En este momento, existe un consenso generalizado de que la guerra probablemente terminará mediante un acuerdo negociado, que será una versión del acuerdo Minsk II firmado en 2015 tras la infiltración rusa en la región de Donbass y la anexión de Crimea, que afianzó los tenues ceses del fuego y estableció una desmilitarización parcial, una supervisión externa y una reforma política. La invasión rusa de Ucrania siguió al colapso de Minsk II, por supuesto, pero esto se debió menos a la estructura del acuerdo que a que ambas partes endurecieron sus posiciones y creyeron que había mejores opciones para lograr sus objetivos. Los costes del conflicto actual obligarán a una recalibración que haga más atractiva las disposiciones de Minsk.

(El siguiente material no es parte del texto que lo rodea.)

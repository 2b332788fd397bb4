//! CLI argument parsing for orderboard

use clap::{Parser, Subcommand};
use std::path::PathBuf;

use crate::render::OutputFormat;

#[derive(Parser, Debug)]
#[command(name = "ob")]
#[command(author, version, about = "Per-product size and quantity board for order exports", long_about = None)]
pub struct Cli {
    /// Path to config file
    #[arg(short, long, global = true)]
    pub config: Option<PathBuf>,

    /// Log level (TRACE, DEBUG, INFO, WARN, ERROR)
    #[arg(short = 'l', long = "log-level", global = true)]
    pub log_level: Option<String>,

    #[command(subcommand)]
    pub command: Command,
}

#[derive(Subcommand, Debug)]
pub enum Command {
    /// Aggregate an order export into per-product size totals
    Run {
        /// Order export CSV
        #[arg(short, long, required = true)]
        orders: PathBuf,

        /// Catalog export CSV (default: catalog_path from config)
        #[arg(short = 'p', long)]
        catalog: Option<PathBuf>,

        /// RTO vendor export CSV
        #[arg(short, long)]
        rto: Option<PathBuf>,

        /// Output format (text, json, csv)
        #[arg(short, long, default_value = "text")]
        format: OutputFormat,

        /// Write output to a file instead of stdout
        #[arg(long)]
        output: Option<PathBuf>,
    },

    /// Reorder a size descriptor such as "L-2, S-3"
    Normalize {
        /// Descriptor to normalize
        #[arg(required = true)]
        descriptor: String,

        /// Product name used to infer a Player/Fan label
        #[arg(short, long, default_value = "")]
        product: String,
    },

    /// Show the size-stripped form of variant SKUs
    Sku {
        /// SKUs to normalize
        #[arg(required = true)]
        skus: Vec<String>,
    },

    /// Print the effective configuration
    Config {
        /// Save it to this path instead
        #[arg(short, long)]
        write: Option<PathBuf>,
    },
}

Ninguna de las partes puede cumplir sus objetivos bélicos máximos: Rusia no puede conquistar toda Ucrania y Ucrania no puede expulsar completamente a las fuerzas rusas. Cada parte necesita también unas garantías mínimas. Ucrania necesita garantías de que Rusia no seguirá intentando borrarla del mapa, mientras que Rusia no permitirá que la OTAN se despliegue a lo largo de su frontera. No son requisitos irrazonables.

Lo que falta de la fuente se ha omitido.